Cell In[1], line 319, in vit_inplace_copy_weights(src_model, dst_model)
    236 flax_model_params_fstate = flax_model_params.flat_state()
    238 params_name_mapping = {
    239     ("cls_token",): ("vit", "embeddings", "cls_token"),
    240     ("position_embeddings",): (
   (...)    316     }
    317 }
--> 319 nonvisited = set(flax_model_params_fstate.keys())
    321 for key1, key2 in params_name_mapping.items():
    322     assert key1 in flax_model_params_fstate, key1

AttributeError: 'FlatState' object has no attribute 'keys'

Load packages

# to have a progress bar during training
import tqdm

# to visualize evolution of loss and sample data
import matplotlib.pyplot as plt

Training and evaluation functions

bar_format = "{desc}[{n_fmt}/{total_fmt}]{postfix} [{elapsed}<{remaining}]"
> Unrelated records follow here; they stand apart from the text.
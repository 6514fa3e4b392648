//! Lexer tokens.
//!
//! Every token carries a [`Span`] of UTF-8 byte offsets into the original source, half-open
//! `[start, end)`. The end-of-input token has an empty span at `source.len()`.

use crate::span::Span;

#[derive(Debug, Clone, PartialEq, Eq)]
pub struct Symbol {
    pub text: String,
}

#[derive(Debug, Clone, PartialEq, Eq)]
pub enum TokenKind {
    /// A run of ASCII digits. No sign, decimal point or exponent.
    Number(Symbol),

    /* Arithmetic operators */
    /// `+`
    Plus,
    /// `-`
    Minus,
    /// `*`
    Star,
    /// `/`
    Slash,

    /* Delimiters */
    /// `(`
    OpenParen,
    /// `)`
    CloseParen,

    /// A character that starts no token.
    Invalid(char),

    /// End Of File
    Eof,
}

#[derive(Debug, Clone, PartialEq, Eq)]
/// A token with its source span.
pub struct Token {
    pub kind: TokenKind,
    pub span: Span,
}

impl Token {
    pub fn is_eof(&self) -> bool {
        self.kind == TokenKind::Eof
    }
}

impl TokenKind {
    /// The fixed source spelling of punctuation tokens.
    pub fn spelling(&self) -> Option<&'static str> {
        use TokenKind::*;
        Some(match self {
            Plus => "+",
            Minus => "-",
            Star => "*",
            Slash => "/",
            OpenParen => "(",
            CloseParen => ")",
            _ => return None,
        })
    }

    /// Human-readable description used in diagnostics.
    pub fn describe(&self) -> String {
        match self {
            TokenKind::Number(sym) => format!("number `{}`", sym.text),
            TokenKind::Invalid(ch) => format!("`{ch}`"),
            TokenKind::Eof => "end of input".into(),
            punct => format!("`{}`", punct.spelling().unwrap_or_default()),
        }
    }
}
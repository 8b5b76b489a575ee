//! Typed wrappers over the host router tools the agents share

use agent_sdk::{HostRouter, McpClient};
use anyhow::{Context, Result};
use common::{FeatureRow, OhlcvResponse, WriteFeaturesRequest};
use serde::Serialize;
use serde_json::{json, Value};
use std::sync::Arc;
use tracing::debug;

pub const GET_OHLCV: &str = "market-data.get_ohlcv";
pub const WRITE_FEATURES: &str = "feature-store.write_features";
pub const PUBLISH: &str = "bus.publish";
pub const CONFIG_GET: &str = "config.get";
pub const BACKTEST_RUN: &str = "backtester.run";
pub const PRETRADE_CHECK: &str = "risk-engine.pretrade_check";
pub const SUBMIT_ORDER: &str = "broker-gateway.submit_order";
pub const GET_POSITIONS: &str = "broker-gateway.get_positions";
pub const GET_FILLS: &str = "broker-gateway.get_fills";
pub const SCORE_TEXTS: &str = "nlp-sentiment.score_texts";
pub const WRITE_EXEC_STAT: &str = "analytics.write_exec_stat";

/// A client bound to one remote service, shareable across ticks
pub type Service = Arc<dyn McpClient>;

pub fn service(router: &HostRouter, name: &str) -> Service {
    Arc::new(router.service(name))
}

/// Request body of `market-data.get_ohlcv`
#[derive(Debug, Clone, PartialEq, Serialize)]
pub struct OhlcvQuery {
    pub symbol: String,
    pub start: String,
    pub end: String,
    pub interval: String,
}

impl OhlcvQuery {
    pub fn daily(symbol: &str, start: &str, end: &str) -> Self {
        Self {
            symbol: symbol.to_string(),
            start: start.to_string(),
            end: end.to_string(),
            interval: "1d".to_string(),
        }
    }
}

/// Fetch bars for `query`. The series may be empty; agents that need the
/// latest bar check for that themselves.
pub async fn get_ohlcv(client: &dyn McpClient, query: &OhlcvQuery) -> Result<OhlcvResponse> {
    let value = client.call(GET_OHLCV, serde_json::to_value(query)?).await?;
    let response: OhlcvResponse =
        serde_json::from_value(value).with_context(|| format!("decoding {} response", GET_OHLCV))?;
    debug!("Fetched {} bars for {}", response.rows.len(), query.symbol);
    Ok(response)
}

/// Write `rows` under `feature_set`; returns the store's `wrote` count
pub async fn write_features(
    client: &dyn McpClient,
    feature_set: &str,
    rows: Vec<FeatureRow>,
) -> Result<u64> {
    let request = WriteFeaturesRequest {
        feature_set: feature_set.to_string(),
        rows,
    };
    let response = client
        .call(WRITE_FEATURES, serde_json::to_value(&request)?)
        .await?;
    Ok(response.get("wrote").and_then(Value::as_u64).unwrap_or(0))
}

/// Publish `payload` on the bus under `topic`
pub async fn publish<T: Serialize>(client: &dyn McpClient, topic: &str, payload: &T) -> Result<Value> {
    let body = json!({
        "topic": topic,
        "payload": serde_json::to_value(payload)?,
    });
    client.call(PUBLISH, body).await
}
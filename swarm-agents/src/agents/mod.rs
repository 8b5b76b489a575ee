//! Concrete agents
//!
//! Apart from the heartbeat agent, every agent here is batch style: one tick
//! that calls the host router's services, then it stops itself.

pub mod execution;
pub mod heartbeat;
pub mod risk;
pub mod roundtrip;
pub mod sentiment;
pub mod signal;
pub mod strategy;
pub mod trend;

pub use execution::ExecutionAgent;
pub use heartbeat::HeartbeatAgent;
pub use risk::RiskAgent;
pub use roundtrip::RoundtripAgent;
pub use sentiment::SentimentAgent;
pub use signal::SignalAgent;
pub use strategy::StrategyBuilderAgent;
pub use trend::TrendAgent;

/// Symbol the demo agents trade and score
pub const DEFAULT_SYMBOL: &str = "AAPL";
use agent_sdk::{AgentConfig, BaseAgent, LocalClient};
use anyhow::Result;
use swarm_agents::agents::HeartbeatAgent;

/// Log a heartbeat through the local telemetry tool until Ctrl-C
#[tokio::main]
async fn main() -> Result<()> {
    swarm_agents::init_tracing();

    let config = AgentConfig::new("base-agent")?
        .with_description("Heartbeat through a locally registered telemetry tool");
    let mut agent = BaseAgent::new(config, LocalClient::new(), HeartbeatAgent::new());

    swarm_agents::run_until_ctrl_c(&mut agent).await
}
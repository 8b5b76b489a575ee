use agent_sdk::{AgentConfig, BaseAgent, LocalClient};
use anyhow::Result;
use swarm_agents::agents::TrendAgent;

/// Classify the AAPL trend once and publish it
#[tokio::main]
async fn main() -> Result<()> {
    swarm_agents::init_tracing();

    let router = swarm_agents::host_router()?;
    let config = AgentConfig::new("trend-agent")?.with_heartbeat_secs(5)?;
    let mut agent = BaseAgent::new(config, LocalClient::new(), TrendAgent::new(&router));

    swarm_agents::run_until_ctrl_c(&mut agent).await
}
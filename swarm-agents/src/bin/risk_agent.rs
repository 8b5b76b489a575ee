use agent_sdk::{AgentConfig, BaseAgent, LocalClient};
use anyhow::Result;
use swarm_agents::agents::RiskAgent;

/// Risk-check the demo proposal once, submitting it if approved
#[tokio::main]
async fn main() -> Result<()> {
    swarm_agents::init_tracing();

    let router = swarm_agents::host_router()?;
    let config = AgentConfig::new("risk-agent")?.with_heartbeat_secs(5)?;
    let mut agent = BaseAgent::new(config, LocalClient::new(), RiskAgent::new(&router));

    swarm_agents::run_until_ctrl_c(&mut agent).await
}
//! Tool invocation facade
//!
//! [`McpClient`] is the one operation agents depend on: call a named tool
//! with a JSON payload. [`LocalClient`] dispatches in-process through a
//! [`ToolRegistry`]; [`crate::HttpMcpClient`] goes through the host router.

use anyhow::Result;
use async_trait::async_trait;
use serde_json::Value;
use std::sync::Arc;
use tracing::{debug, warn};

use crate::registry::{Invocable, ToolRegistry};

/// Invoke a named tool with a structured payload
#[async_trait]
pub trait McpClient: Send + Sync {
    async fn call(&self, tool: &str, payload: Value) -> Result<Value>;
}

#[async_trait]
impl<C: McpClient + ?Sized> McpClient for Arc<C> {
    async fn call(&self, tool: &str, payload: Value) -> Result<Value> {
        (**self).call(tool, payload).await
    }
}

#[async_trait]
impl<C: McpClient + ?Sized> McpClient for Box<C> {
    async fn call(&self, tool: &str, payload: Value) -> Result<Value> {
        (**self).call(tool, payload).await
    }
}

/// In-process client backed by its own tool registry
#[derive(Debug, Default)]
pub struct LocalClient {
    registry: ToolRegistry,
}

impl LocalClient {
    pub fn new() -> Self {
        Self::default()
    }

    pub fn with_registry(registry: ToolRegistry) -> Self {
        Self { registry }
    }

    /// Store or replace the tool under `name`
    pub fn register(&mut self, name: impl Into<String>, invocable: Invocable) {
        self.registry.register(name, invocable);
    }

    pub fn registry(&self) -> &ToolRegistry {
        &self.registry
    }
}

#[async_trait]
impl McpClient for LocalClient {
    async fn call(&self, tool: &str, payload: Value) -> Result<Value> {
        debug!("Local call to {}", tool);
        self.registry.call(tool, payload).await
    }
}

/// How a caller treats the failure of one particular call
#[derive(Debug, Clone, Copy, PartialEq, Eq, Default)]
pub enum CallPolicy {
    /// Failure is returned to the caller
    #[default]
    Required,
    /// Failure is logged and swallowed; the call yields `None`
    BestEffort,
}

/// Policy-aware calling on top of any [`McpClient`]
#[async_trait]
pub trait McpClientExt: McpClient {
    /// Call `tool`, applying `policy` to a failure.
    ///
    /// `Required` returns `Ok(Some(value))` or the error; `BestEffort`
    /// returns `Ok(None)` on failure.
    async fn call_with(
        &self,
        policy: CallPolicy,
        tool: &str,
        payload: Value,
    ) -> Result<Option<Value>> {
        match self.call(tool, payload).await {
            Ok(value) => Ok(Some(value)),
            Err(e) => match policy {
                CallPolicy::Required => Err(e),
                CallPolicy::BestEffort => {
                    warn!("Best-effort call to {} failed: {:#}", tool, e);
                    Ok(None)
                }
            },
        }
    }
}

impl<C: McpClient + ?Sized> McpClientExt for C {}
use agent_sdk::{AgentConfig, BaseAgent, LocalClient};
use anyhow::Result;
use swarm_agents::agents::SignalAgent;

/// Score AAPL once and publish the signal
#[tokio::main]
async fn main() -> Result<()> {
    swarm_agents::init_tracing();

    let router = swarm_agents::host_router()?;
    let config = AgentConfig::new("signal-agent")?.with_heartbeat_secs(5)?;
    let mut agent = BaseAgent::new(config, LocalClient::new(), SignalAgent::new(&router));

    swarm_agents::run_until_ctrl_c(&mut agent).await
}
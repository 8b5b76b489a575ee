//! Price-series indicators used by the signal, trend and execution agents

use common::Regime;

/// Floor for the average loss so a loss-free window does not divide by zero
const MIN_AVG_LOSS: f64 = 1e-9;

/// Relative strength index over the last `period` changes.
///
/// Returns the neutral 50.0 when the series has fewer than `period + 1` points.
pub fn rsi(values: &[f64], period: usize) -> f64 {
    if period == 0 || values.len() < period + 1 {
        return 50.0;
    }

    let (gains, losses) = values[values.len() - period - 1..]
        .windows(2)
        .map(|w| w[1] - w[0])
        .fold((0.0, 0.0), |(g, l), delta: f64| {
            (g + delta.max(0.0), l + (-delta).max(0.0))
        });

    let avg_gain = gains / period as f64;
    let avg_loss = if losses > 0.0 {
        losses / period as f64
    } else {
        MIN_AVG_LOSS
    };
    let rs = avg_gain / avg_loss;
    100.0 - 100.0 / (1.0 + rs)
}

/// Simple moving average of the last `period` values, or of the whole
/// series when it is shorter. Empty input gives 0.0.
pub fn sma(values: &[f64], period: usize) -> f64 {
    let window = if period == 0 || values.len() < period {
        values
    } else {
        &values[values.len() - period..]
    };
    window.iter().sum::<f64>() / window.len().max(1) as f64
}

/// Change of the last value against the one `lookback` steps earlier
pub fn momentum(values: &[f64], lookback: usize) -> f64 {
    if values.len() < lookback + 1 {
        return 0.0;
    }
    values[values.len() - 1] - values[values.len() - 1 - lookback]
}

/// Direction of the last `window` values by counting up and down moves.
///
/// `None` when the series has fewer than `window + 1` points.
pub fn regime(values: &[f64], window: usize) -> Option<Regime> {
    if values.len() < window + 1 {
        return None;
    }

    let net: i32 = values[values.len() - window..]
        .windows(2)
        .map(|w| {
            let d = w[1] - w[0];
            if d > 0.0 {
                1
            } else if d < 0.0 {
                -1
            } else {
                0
            }
        })
        .sum();

    Some(if net >= 2 {
        Regime::Up
    } else if net <= -2 {
        Regime::Down
    } else {
        Regime::Sideways
    })
}

/// Blend of RSI and moving-average slope, clamped to [-1, 1]
pub fn composite_score(rsi: f64, sma_fast: f64, sma_slow: f64, last_close: f64) -> f64 {
    let rsi_norm = (rsi - 50.0) / 50.0;
    let slope_norm = ((sma_fast - sma_slow) / last_close.max(1e-9)).clamp(-1.0, 1.0);
    (0.7 * rsi_norm + 0.3 * slope_norm).clamp(-1.0, 1.0)
}
//! Typed failures carried inside `anyhow::Error`
//!
//! Library seams return `anyhow::Result`; callers that need to branch on the
//! failure kind use `err.downcast_ref::<CallError>()` and friends.

use thiserror::Error;

/// Invalid configuration, rejected when the config value is built
#[derive(Debug, Error)]
pub enum ConfigError {
    #[error("heartbeat_seconds must be within [{min}, {max}], got {value}")]
    InvalidHeartbeat { value: u64, min: u64, max: u64 },

    #[error("agent name must not be empty")]
    EmptyName,

    #[error("identity value for header `{header}` is not a valid header value")]
    InvalidHeader { header: &'static str },

    #[error("failed to load runtime configuration: {0}")]
    Load(#[from] config::ConfigError),
}

/// Failures of a single tool invocation
#[derive(Debug, Error)]
pub enum CallError {
    #[error("Tool not found: {name}")]
    ToolNotFound { name: String },

    #[error("tool `{name}` panicked")]
    ToolPanicked { name: String },

    #[error("remote call {service}/{tool} failed with status {status}: {body}")]
    RemoteStatus {
        service: String,
        tool: String,
        status: u16,
        body: String,
    },

    #[error("remote call {service}/{tool} failed: {source}")]
    RemoteTransport {
        service: String,
        tool: String,
        #[source]
        source: reqwest::Error,
    },

    /// The server accepted the call but its body is not JSON. Never retried:
    /// the request already took effect.
    #[error("remote call {service}/{tool} returned an undecodable body: {source}")]
    RemoteDecode {
        service: String,
        tool: String,
        #[source]
        source: reqwest::Error,
    },
}

impl CallError {
    /// Whether a retry could plausibly succeed
    pub fn is_transient(&self) -> bool {
        match self {
            CallError::RemoteTransport { .. } => true,
            CallError::RemoteStatus { status, .. } => *status >= 500,
            _ => false,
        }
    }

    /// HTTP status for non-success remote responses
    pub fn status(&self) -> Option<u16> {
        match self {
            CallError::RemoteStatus { status, .. } => Some(*status),
            _ => None,
        }
    }
}

/// Lifecycle misuse of a [`crate::BaseAgent`]
#[derive(Debug, Error)]
pub enum AgentError {
    #[error("agent `{name}` has already been started")]
    AlreadyStarted { name: String },
}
def train_one_epoch(epoch):
    model.train()
    with tqdm.tqdm(
        desc=f"[train] epoch: {epoch}/{num_epochs}, ",
        total=total_steps,
        bar_format=bar_format,
        leave=True,
    ) as pbar:
        for batch in train_loader:
            loss = train_step(model, optimizer, batch)
            train_metrics_history["train_loss"].append(loss.item())
            pbar.set_postfix({"loss": loss.item()})
            pbar.update(1)

def evaluate_model(epoch):
    model.eval()

    eval_metrics.reset()
    for val_batch in val_loader:
        eval_step(model, val_batch, eval_metrics)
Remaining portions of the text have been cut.